PROBLEM TO WORK ON :: Would you return, word for word, the lines of the data below from the line with "let n_samples = indices.len();" through the line with "impurity <= 1e-12;", and no others?

EXTRACTED MATERIAL ::

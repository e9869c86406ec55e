//! CART decision trees

use crate::error::{Result, TabflowError};
use ndarray::{Array1, Array2};
use rand::seq::index::sample;
use rand::SeedableRng;
use rand_chacha::ChaCha8Rng;
use rayon::prelude::*;
use serde::{Deserialize, Serialize};

/// Decision tree node
#[derive(Debug, Clone, Serialize, Deserialize)]
pub enum TreeNode {
    /// Class proportions (classification) or a one-element mean (regression)
    Leaf { value: Vec<f64>, n_samples: usize },
    Split {
        feature_idx: usize,
        threshold: f64,
        left: Box<TreeNode>,
        right: Box<TreeNode>,
        n_samples: usize,
    },
}

/// Impurity criterion
#[derive(Debug, Clone, Copy, Serialize, Deserialize, PartialEq, Eq)]
pub enum Criterion {
    Gini,
    /// Variance, for regression
    Mse,
}

/// Training target of a tree
#[derive(Debug, Clone, Copy)]
pub enum TreeTarget<'a> {
    Classes { codes: &'a [usize], n_classes: usize },
    Numeric(&'a [f64]),
}

impl TreeTarget<'_> {
    fn len(&self) -> usize {
        match self {
            TreeTarget::Classes { codes, .. } => codes.len(),
            TreeTarget::Numeric(y) => y.len(),
        }
    }
}

/// Running sufficient statistics of a node
#[derive(Debug, Clone)]
struct NodeStats {
    count: usize,
    class_counts: Vec<usize>,
    sum: f64,
    sq_sum: f64,
}

impl NodeStats {
    fn new(n_classes: usize) -> Self {
        Self {
            count: 0,
            class_counts: vec![0; n_classes],
            sum: 0.0,
            sq_sum: 0.0,
        }
    }

    fn add(&mut self, target: &TreeTarget, i: usize, sign: i64) {
        match target {
            TreeTarget::Classes { codes, .. } => {
                let c = &mut self.class_counts[codes[i]];
                *c = (*c as i64 + sign) as usize;
            }
            TreeTarget::Numeric(y) => {
                self.sum += sign as f64 * y[i];
                self.sq_sum += sign as f64 * y[i] * y[i];
            }
        }
        self.count = (self.count as i64 + sign) as usize;
    }

    fn impurity(&self, criterion: Criterion) -> f64 {
        if self.count == 0 {
            return 0.0;
        }
        let n = self.count as f64;
        match criterion {
            Criterion::Gini => 1.0 - self.class_counts.iter().map(|&c| (c as f64 / n).powi(2)).sum::<f64>(),
            Criterion::Mse => (self.sq_sum / n - (self.sum / n).powi(2)).max(0.0),
        }
    }

    fn leaf_value(&self, criterion: Criterion) -> Vec<f64> {
        let n = self.count.max(1) as f64;
        match criterion {
            Criterion::Gini => self.class_counts.iter().map(|&c| c as f64 / n).collect(),
            Criterion::Mse => vec![self.sum / n],
        }
    }
}

/// CART tree with optional random feature subsets per split
#[derive(Debug, Clone, Serialize, Deserialize)]
pub struct DecisionTree {
    root: Option<TreeNode>,
    pub max_depth: Option<usize>,
    pub min_samples_split: usize,
    pub min_samples_leaf: usize,
    /// Candidate features drawn at each split; all features when `None`
    pub max_features: Option<usize>,
    pub criterion: Criterion,
    pub random_state: Option<u64>,
    n_features: usize,
    n_classes: usize,
    feature_importances: Option<Array1<f64>>,
}

impl DecisionTree {
    pub fn new_classifier() -> Self {
        Self {
            root: None,
            max_depth: None,
            min_samples_split: 2,
            min_samples_leaf: 1,
            max_features: None,
            criterion: Criterion::Gini,
            random_state: None,
            n_features: 0,
            n_classes: 0,
            feature_importances: None,
        }
    }

    pub fn new_regressor() -> Self {
        Self {
            criterion: Criterion::Mse,
            ..Self::new_classifier()
        }
    }

    pub fn with_max_depth(mut self, depth: usize) -> Self {
        self.max_depth = Some(depth);
        self
    }

    pub fn with_min_samples_split(mut self, min_samples: usize) -> Self {
        self.min_samples_split = min_samples.max(2);
        self
    }

    pub fn with_min_samples_leaf(mut self, min_samples: usize) -> Self {
        self.min_samples_leaf = min_samples.max(1);
        self
    }

    pub fn with_max_features(mut self, max_features: usize) -> Self {
        self.max_features = Some(max_features.max(1));
        self
    }

    pub fn with_random_state(mut self, seed: u64) -> Self {
        self.random_state = Some(seed);
        self
    }

    pub fn is_fitted(&self) -> bool {
        self.root.is_some()
    }

    pub fn n_classes(&self) -> usize {
        self.n_classes
    }

    /// Grow the tree on all rows of `x`
    pub fn fit(&mut self, x: &Array2<f64>, target: TreeTarget) -> Result<&mut Self> {
        let indices: Vec<usize> = (0..x.nrows()).collect();
        self.fit_on(x, target, &indices)
    }

    /// Grow the tree on the given rows (duplicates allowed, as in a bootstrap sample)
    pub fn fit_on(&mut self, x: &Array2<f64>, target: TreeTarget, indices: &[usize]) -> Result<&mut Self> {
        if x.nrows() != target.len() {
            return Err(TabflowError::ShapeError {
                expected: format!("y length = {}", x.nrows()),
                actual: format!("y length = {}", target.len()),
            });
        }
        if indices.is_empty() {
            return Err(TabflowError::TrainingError("no training rows".to_string()));
        }
        match (&target, self.criterion) {
            (TreeTarget::Classes { n_classes, codes }, Criterion::Gini) => {
                if codes.iter().any(|&c| c >= *n_classes) {
                    return Err(TabflowError::ValidationError("class code out of range".to_string()));
                }
                self.n_classes = *n_classes;
            }
            (TreeTarget::Numeric(_), Criterion::Mse) => self.n_classes = 0,
            _ => {
                return Err(TabflowError::ValidationError(
                    "tree criterion does not match the target type".to_string(),
                ))
            }
        }

        self.n_features = x.ncols();
        let mut rng = match self.random_state {
            Some(seed) => ChaCha8Rng::seed_from_u64(seed),
            None => ChaCha8Rng::from_entropy(),
        };
        let mut importances = vec![0.0; self.n_features];
        let root = self.build(x, &target, indices.to_vec(), 0, &mut importances, &mut rng);
        self.root = Some(root);

        let total: f64 = importances.iter().sum();
        if total > 0.0 {
            for imp in &mut importances {
                *imp /= total;
            }
        }
        self.feature_importances = Some(Array1::from_vec(importances));
        Ok(self)
    }

    fn stats(&self, target: &TreeTarget, indices: &[usize]) -> NodeStats {
        let mut stats = NodeStats::new(self.n_classes);
        for &i in indices {
            stats.add(target, i, 1);
        }
        stats
    }

    fn build(
        &self,
        x: &Array2<f64>,
        target: &TreeTarget,
        indices: Vec<usize>,
        depth: usize,
        importances: &mut [f64],
        rng: &mut ChaCha8Rng,
    ) -> TreeNode {
        let stats = self.stats(target, &indices);
        let n_samples = indices.len();
        let impurity = stats.impurity(self.criterion);

        let should_stop = n_samples < self.min_samples_split
            || n_samples < 2 * self.min_samples_leaf
            || self.max_depth.map_or(false, |d| depth >= d)
            || impurity <= 1e-12;
        if should_stop {
            return TreeNode::Leaf {
                value: stats.leaf_value(self.criterion),
                n_samples,
            };
        }

        let features: Vec<usize> = match self.max_features {
            Some(m) if m < self.n_features => sample(rng, self.n_features, m).into_vec(),
            _ => (0..self.n_features).collect(),
        };

        match self.best_split(x, target, &indices, &features, &stats) {
            Some((feature_idx, threshold, gain)) => {
                let (left, right): (Vec<usize>, Vec<usize>) =
                    indices.iter().partition(|&&i| x[[i, feature_idx]] <= threshold);

                importances[feature_idx] += n_samples as f64 * gain;

                let left = Box::new(self.build(x, target, left, depth + 1, importances, rng));
                let right = Box::new(self.build(x, target, right, depth + 1, importances, rng));
                TreeNode::Split {
                    feature_idx,
                    threshold,
                    left,
                    right,
                    n_samples,
                }
            }
            None => TreeNode::Leaf {
                value: stats.leaf_value(self.criterion),
                n_samples,
            },
        }
    }

    /// Best (feature, threshold, impurity decrease) by a sorted sweep per feature
    fn best_split(
        &self,
        x: &Array2<f64>,
        target: &TreeTarget,
        indices: &[usize],
        features: &[usize],
        parent: &NodeStats,
    ) -> Option<(usize, f64, f64)> {
        let n = indices.len() as f64;
        let parent_impurity = parent.impurity(self.criterion);

        let candidates: Vec<(usize, f64, f64)> = features
            .par_iter()
            .filter_map(|&feature_idx| {
                let mut order: Vec<usize> = indices.to_vec();
                order.sort_by(|&a, &b| x[[a, feature_idx]].total_cmp(&x[[b, feature_idx]]));

                let mut left = NodeStats::new(self.n_classes);
                let mut right = parent.clone();
                let mut best: Option<(f64, f64)> = None;

                for pos in 0..order.len() - 1 {
                    let i = order[pos];
                    left.add(target, i, 1);
                    right.add(target, i, -1);

                    let here = x[[i, feature_idx]];
                    let next = x[[order[pos + 1], feature_idx]];
                    if here == next {
                        continue;
                    }
                    if left.count < self.min_samples_leaf || right.count < self.min_samples_leaf {
                        continue;
                    }

                    let weighted = (left.count as f64 * left.impurity(self.criterion)
                        + right.count as f64 * right.impurity(self.criterion))
                        / n;
                    let gain = parent_impurity - weighted;
                    if gain > 1e-12 && best.map_or(true, |(g, _)| gain > g) {
                        best = Some((gain, (here + next) / 2.0));
                    }
                }

                best.map(|(gain, threshold)| (feature_idx, threshold, gain))
            })
            .collect();

        // Ties go to the lowest feature index for reproducibility
        candidates.into_iter().fold(None, |best, c| match best {
            Some(b) if b.2 > c.2 || (b.2 == c.2 && b.0 < c.0) => Some(b),
            _ => Some(c),
        })
    }

    fn leaf<'a>(&'a self, row: ndarray::ArrayView1<f64>) -> Result<&'a [f64]> {
        let mut node = self.root.as_ref().ok_or(TabflowError::ModelNotFitted)?;
        loop {
            match node {
                TreeNode::Leaf { value, .. } => return Ok(value.as_slice()),
                TreeNode::Split { feature_idx, threshold, left, right, .. } => {
                    node = if row[*feature_idx] <= *threshold { left } else { right };
                }
            }
        }
    }

    fn check_features(&self, x: &Array2<f64>) -> Result<()> {
        if x.ncols() != self.n_features {
            return Err(TabflowError::ShapeError {
                expected: format!("{} features", self.n_features),
                actual: format!("{} features", x.ncols()),
            });
        }
        Ok(())
    }

    /// Leaf class proportions for each row
    pub fn predict_proba(&self, x: &Array2<f64>) -> Result<Array2<f64>> {
        if self.criterion != Criterion::Gini {
            return Err(TabflowError::ValidationError(
                "class probabilities require a classification tree".to_string(),
            ));
        }
        self.check_features(x)?;
        let mut proba = Array2::<f64>::zeros((x.nrows(), self.n_classes));
        for (r, row) in x.outer_iter().enumerate() {
            for (c, &p) in self.leaf(row)?.iter().enumerate() {
                proba[[r, c]] = p;
            }
        }
        Ok(proba)
    }

    /// Leaf means for each row
    pub fn predict_numeric(&self, x: &Array2<f64>) -> Result<Array1<f64>> {
        if self.criterion != Criterion::Mse {
            return Err(TabflowError::ValidationError(
                "numeric predictions require a regression tree".to_string(),
            ));
        }
        self.check_features(x)?;
        x.outer_iter()
            .map(|row| self.leaf(row).map(|v| v.first().copied().unwrap_or(f64::NAN)))
            .collect::<Result<Vec<f64>>>()
            .map(Array1::from_vec)
    }

    /// Normalised total impurity decrease per feature
    pub fn feature_importances(&self) -> Option<&Array1<f64>> {
        self.feature_importances.as_ref()
    }

    pub fn depth(&self) -> usize {
        fn depth_of(node: &TreeNode) -> usize {
            match node {
                TreeNode::Leaf { .. } => 0,
                TreeNode::Split { left, right, .. } => 1 + depth_of(left).max(depth_of(right)),
            }
        }
        self.root.as_ref().map_or(0, depth_of)
    }

    pub fn n_leaves(&self) -> usize {
        fn leaves_of(node: &TreeNode) -> usize {
            match node {
                TreeNode::Leaf { .. } => 1,
                TreeNode::Split { left, right, .. } => leaves_of(left) + leaves_of(right),
            }
        }
        self.root.as_ref().map_or(0, leaves_of)
    }
}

WRITTEN REPLY ::
        let n_samples = indices.len();
        let impurity = stats.impurity(self.criterion);

        let should_stop = n_samples < self.min_samples_split
            || n_samples < 2 * self.min_samples_leaf
            || self.max_depth.map_or(false, |d| depth >= d)
            || impurity <= 1e-12;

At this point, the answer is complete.